Exercise aim: Please restate the data that follows, leaving every word in place.

Records excerpted from a collection:
'''

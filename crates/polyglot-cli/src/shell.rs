//! Shell kernel
//!
//! Runs each submission through the configured shell program and streams
//! its stdout and stderr lines as events. Cancelling the command kills the
//! process.

use crate::config::ShellConfig;
use anyhow::{bail, Context};
use polyglot_kernel::{Kernel, KernelInvocationContext, TypedCommand};
use polyglot_types::commands::SubmitCode;
use polyglot_types::events::{StandardErrorValueProduced, StandardOutputValueProduced};
use std::process::Stdio;
use tokio::io::{AsyncBufReadExt, BufReader};
use tokio::process::{Child, Command};
use tracing::debug;

pub const SHELL_KERNEL_NAME: &str = "shell";

pub fn shell_kernel(config: &ShellConfig) -> Kernel {
    let kernel = Kernel::new(SHELL_KERNEL_NAME)
        .with_aliases(["sh"])
        .with_language("Shell", None);

    let shell = config.clone();
    kernel.register_command_handler(move |command: TypedCommand<SubmitCode>, context| {
        let shell = shell.clone();
        async move { run(&shell, &command.code, &context).await }
    });
    kernel
}

async fn run(shell: &ShellConfig, code: &str, context: &KernelInvocationContext) -> anyhow::Result<()> {
    let mut child = Command::new(&shell.program)
        .args(&shell.args)
        .arg(code)
        .stdin(Stdio::null())
        .stdout(Stdio::piped())
        .stderr(Stdio::piped())
        .kill_on_drop(true)
        .spawn()
        .with_context(|| format!("failed to start '{}'", shell.program))?;
    debug!(program = %shell.program, pid = ?child.id(), "shell process started");

    let mut stdout = BufReader::new(child.stdout.take().context("stdout not captured")?).lines();
    let mut stderr = BufReader::new(child.stderr.take().context("stderr not captured")?).lines();
    let cancellation = context.cancellation_token();
    let (mut stdout_open, mut stderr_open) = (true, true);

    while stdout_open || stderr_open {
        tokio::select! {
            _ = cancellation.cancelled() => return kill(&mut child).await,
            line = stdout.next_line(), if stdout_open => match line? {
                Some(line) => context.publish(StandardOutputValueProduced::plain(format!("{line}\n"))),
                None => stdout_open = false,
            },
            line = stderr.next_line(), if stderr_open => match line? {
                Some(line) => context.publish(StandardErrorValueProduced::plain(format!("{line}\n"))),
                None => stderr_open = false,
            },
        }
    }

    let status = tokio::select! {
        _ = cancellation.cancelled() => return kill(&mut child).await,
        status = child.wait() => status?,
    };
    if !status.success() {
        bail!("'{}' exited with {}", shell.program, status);
    }
    Ok(())
}

/// The kernel reports the cancellation itself
async fn kill(child: &mut Child) -> anyhow::Result<()> {
    debug!(pid = ?child.id(), "killing cancelled shell process");
    child.kill().await.context("failed to kill shell process")
}

#[cfg(all(test, unix))]
mod tests {
    use super::*;
    use polyglot_kernel::CompositeKernel;
    use polyglot_types::commands::Cancel;
    use polyglot_types::{ErrorKind, KernelCommand};
    use std::time::Duration;
    use tokio::time::timeout;

    fn composite() -> CompositeKernel {
        let composite = CompositeKernel::new("root");
        composite.add(shell_kernel(&ShellConfig::default())).unwrap();
        composite
    }

    #[tokio::test]
    async fn test_streams_stdout_and_stderr() {
        let result = composite()
            .send(KernelCommand::new(SubmitCode::new("echo out; echo err >&2")))
            .await;

        assert!(result.is_success(), "{:?}", result.failure());
        let out = result.first::<StandardOutputValueProduced>().unwrap();
        assert_eq!(out.formatted_values[0].value, "out\n");
        let err = result.first::<StandardErrorValueProduced>().unwrap();
        assert_eq!(err.formatted_values[0].value, "err\n");
    }

    #[tokio::test]
    async fn test_nonzero_exit_fails_the_command() {
        let result = composite()
            .send(KernelCommand::new(SubmitCode::new("exit 3")))
            .await;

        let failure = result.failure().unwrap();
        assert_eq!(failure.kind, ErrorKind::HandlerFault);
        assert!(failure.message.contains("exited"), "{}", failure.message);
    }

    #[tokio::test(flavor = "multi_thread", worker_threads = 2)]
    async fn test_cancel_kills_the_process() {
        let composite = composite();
        let mut events = composite.subscribe();
        let running = {
            let composite = composite.clone();
            tokio::spawn(async move {
                composite
                    .send(KernelCommand::new(SubmitCode::new("echo started; exec sleep 30")))
                    .await
            })
        };

        loop {
            let event = events.recv().await.unwrap();
            if event.is::<StandardOutputValueProduced>() {
                break;
            }
        }
        let cancel = composite
            .send(KernelCommand::new(Cancel {}).with_target(SHELL_KERNEL_NAME))
            .await;
        assert!(cancel.is_success());

        let result = timeout(Duration::from_secs(5), running)
            .await
            .expect("cancelled shell command did not finish")
            .unwrap();
        assert_eq!(result.failure().unwrap().kind, ErrorKind::Cancelled);
    }
}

'''

Answer to this problem:
filename crates/polyglot-cli/src/shell.rs
//! Shell kernel
//!
//! Runs each submission through the configured shell program and streams
//! its stdout and stderr lines as events. Cancelling the command kills the
//! process.

use crate::config::ShellConfig;
use anyhow::{bail, Context};
use polyglot_kernel::{Kernel, KernelInvocationContext, TypedCommand};
use polyglot_types::commands::SubmitCode;
use polyglot_types::events::{StandardErrorValueProduced, StandardOutputValueProduced};
use std::process::Stdio;
use tokio::io::{AsyncBufReadExt, BufReader};
use tokio::process::{Child, Command};
use tracing::debug;

pub const SHELL_KERNEL_NAME: &str = "shell";

pub fn shell_kernel(config: &ShellConfig) -> Kernel {
    let kernel = Kernel::new(SHELL_KERNEL_NAME)
        .with_aliases(["sh"])
        .with_language("Shell", None);

    let shell = config.clone();
    kernel.register_command_handler(move |command: TypedCommand<SubmitCode>, context| {
        let shell = shell.clone();
        async move { run(&shell, &command.code, &context).await }
    });
    kernel
}

async fn run(shell: &ShellConfig, code: &str, context: &KernelInvocationContext) -> anyhow::Result<()> {
    let mut child = Command::new(&shell.program)
        .args(&shell.args)
        .arg(code)
        .stdin(Stdio::null())
        .stdout(Stdio::piped())
        .stderr(Stdio::piped())
        .kill_on_drop(true)
        .spawn()
        .with_context(|| format!("failed to start '{}'", shell.program))?;
    debug!(program = %shell.program, pid = ?child.id(), "shell process started");

    let mut stdout = BufReader::new(child.stdout.take().context("stdout not captured")?).lines();
    let mut stderr = BufReader::new(child.stderr.take().context("stderr not captured")?).lines();
    let cancellation = context.cancellation_token();
    let (mut stdout_open, mut stderr_open) = (true, true);

    while stdout_open || stderr_open {
        tokio::select! {
            _ = cancellation.cancelled() => return kill(&mut child).await,
            line = stdout.next_line(), if stdout_open => match line? {
                Some(line) => context.publish(StandardOutputValueProduced::plain(format!("{line}\n"))),
                None => stdout_open = false,
            },
            line = stderr.next_line(), if stderr_open => match line? {
                Some(line) => context.publish(StandardErrorValueProduced::plain(format!("{line}\n"))),
                None => stderr_open = false,
            },
        }
    }

    let status = tokio::select! {
        _ = cancellation.cancelled() => return kill(&mut child).await,
        status = child.wait() => status?,
    };
    if !status.success() {
        bail!("'{}' exited with {}", shell.program, status);
    }
    Ok(())
}

/// The kernel reports the cancellation itself
async fn kill(child: &mut Child) -> anyhow::Result<()> {
    debug!(pid = ?child.id(), "killing cancelled shell process");
    child.kill().await.context("failed to kill shell process")
}

#[cfg(all(test, unix))]
mod tests {
    use super::*;
    use polyglot_kernel::CompositeKernel;
    use polyglot_types::commands::Cancel;
    use polyglot_types::{ErrorKind, KernelCommand};
    use std::time::Duration;
    use tokio::time::timeout;

    fn composite() -> CompositeKernel {
        let composite = CompositeKernel::new("root");
        composite.add(shell_kernel(&ShellConfig::default())).unwrap();
        composite
    }

    #[tokio::test]
    async fn test_streams_stdout_and_stderr() {
        let result = composite()
            .send(KernelCommand::new(SubmitCode::new("echo out; echo err >&2")))
            .await;

        assert!(result.is_success(), "{:?}", result.failure());
        let out = result.first::<StandardOutputValueProduced>().unwrap();
        assert_eq!(out.formatted_values[0].value, "out\n");
        let err = result.first::<StandardErrorValueProduced>().unwrap();
        assert_eq!(err.formatted_values[0].value, "err\n");
    }

    #[tokio::test]
    async fn test_nonzero_exit_fails_the_command() {
        let result = composite()
            .send(KernelCommand::new(SubmitCode::new("exit 3")))
            .await;

        let failure = result.failure().unwrap();
        assert_eq!(failure.kind, ErrorKind::HandlerFault);
        assert!(failure.message.contains("exited"), "{}", failure.message);
    }

    #[tokio::test(flavor = "multi_thread", worker_threads = 2)]
    async fn test_cancel_kills_the_process() {
        let composite = composite();
        let mut events = composite.subscribe();
        let running = {
            let composite = composite.clone();
            tokio::spawn(async move {
                composite
                    .send(KernelCommand::new(SubmitCode::new("echo started; exec sleep 30")))
                    .await
            })
        };

        loop {
            let event = events.recv().await.unwrap();
            if event.is::<StandardOutputValueProduced>() {
                break;
            }
        }
        let cancel = composite
            .send(KernelCommand::new(Cancel {}).with_target(SHELL_KERNEL_NAME))
            .await;
        assert!(cancel.is_success());

        let result = timeout(Duration::from_secs(5), running)
            .await
            .expect("cancelled shell command did not finish")
            .unwrap();
        assert_eq!(result.failure().unwrap().kind, ErrorKind::Cancelled);
    }
}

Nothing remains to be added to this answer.